Lockdown opened a new life for me while most people worldwide faced their own mortality and that of their loved ones and friends. I lost friends too but not at the rate I am losing new friends now.
In June 2020 exactly two years ago I came to Kenton on Sea with my brother Larry to spend three months of lockdown in the cottage of family friends. That was the beginning of my return to the nursing profession I left 30 years ago. Being here brought me back into the life of a friend I trained as a nurse in the late 1970s. She did not hesitate to ask me to join her at Dolphin Coast Nursing Home for the aged. The last thing I ever expected was to willingly go back into the nursing profession and find yet another niche in my diverse eclectic life.
Now since April 2022 I have become the matron of this wonderful home that cares for 21 people who are facing challenging geriatric or not-so-geriatric health issues like dementia, broken bones, strokes etc. I am not even questioning why I am here, because it just feels right at my age of nearly 67, where I bring my diverse lived experience of as much joy as there has been pain.
In November 2020 I did the Soul Carer course with Dr. Mary Ryan assisting people at the end of life through their dying process. Little did I know how valuable that training would become for me.

In this past week of mid July, I have stood by three people with whom I have had very deep transformative experiences. I can’t let it go, hence writing to process it.
The first death was someone who was not with us for long. He was young and had the most severe form of dementia I have ever experienced. He was very difficult to care for as he could not even comprehend how to sit down or stand up. His brain was in a tangle and could no longer function. His presence disturbed me. He was tall and strong. In the last month of his life he deteriorated so fast that he became thin and weak. He just stopped swallowing and gradually over two days his breathing slowed down and he was gone. He was very tormented and anxious, probably because of his dementia, but when he started to shut down, I think there was a small bit of peace in his expression. However, I remain disturbed by him.

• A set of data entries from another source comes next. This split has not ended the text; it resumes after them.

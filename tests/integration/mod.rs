//! Integration tests for license-verifier.
//!
//! Every test drives a real [`LicenseVerifier`] through a scripted page
//! fetcher, so no licensing board is contacted.

#![allow(clippy::unwrap_used, clippy::expect_used, clippy::panic)]

mod batch_tests;
mod harness;
mod verification_tests;

pub use harness::{ScriptedFetcher, TestHarness, ACTIVE_PAGE, NOT_FOUND_PAGE, SCREENSHOT};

The second was a man who had been with us since I started working at Dolphin. He had a very complex Parkinson’s with Dementia. But he was a powerful character. Strong in body and filled with love, emotion, intelligence and zest. His essence was strong, he must have been energetic, commanding, clever as well as gentle, loving and compassionate. Those characteristics did come through in spite of his severe illness. He participated fully in our Sunday Communion Service and all prayer we had in the lounge. He never left his chair for two years except to go to the bathroom. Even at home before he came to Dolphin, for months he did not go to bed. In the last weeks of his life, we prayed for his release from this world. His body was shrunken to the bone, he was completely skeletal. One week before he died, for two days in a row he said the Our Father at our – start of the day – prayer meeting. We stood in silence, feeling the sacredness his prayer had brought into the room. The day before he died I gave him communion, but I have a sense that his soul had already left his body. On the day he died, we held hands in a circle around him and sang then, we took him to his bed, at last he could lie in a bed. We never left his side all morning until he took his last breath. I was with him. I had to relax my body and become present to myself in those last few minutes. I was so tense and I had to breath consciously and deeply to celebrate that moment with him when he was taken to new life.
Then on the same day another death came quickly, we knew it was imminent but not so quick. He was not with us for very long and I did not like him at all when he arrived. He was aggressive, racist, loud and impossible. But he soon quietened down. When he was rudely racist to the carers, I was outspoken in my distaste to him for his language and behaviour. Then, he started to participate in our Sunday Communion Service and soon quietened down. Gradually over a few weeks, there was a massive transformation within. He asked for communion and wanted to participate in any prayer or communion we had. He cried many times. His wife was delighted when I told her the day before he died how he had transformed. She thought he would never make it to heaven.
But, my love and tolerance for him also went through a massive transformation. I realised how important unconditional love is and how our beloved God sees through our messy behaviour while we navigate through our lives. I want to see through that messy behaviour of mine and others as well.
I came home and lit a candle for all three of them. They are with me today. I am emotional and tearful, I think that will always happen and for my processing of these experiences, it feels right.
My job is not a job. It is bringing my whole lived experience into the lives of those who are facing death as well as their loved ones walking alongside them. I bring myself and my history, I bring my spirituality and my contemplative action into an entire community of carers, their history and lived experience, the one we care for and their history, lived experience, and their loved ones. The community is united and close.
We are accompanied by the Holy Spirit and all our angels. The area is dense with angels and we are fully aware that we walk on sacred ground.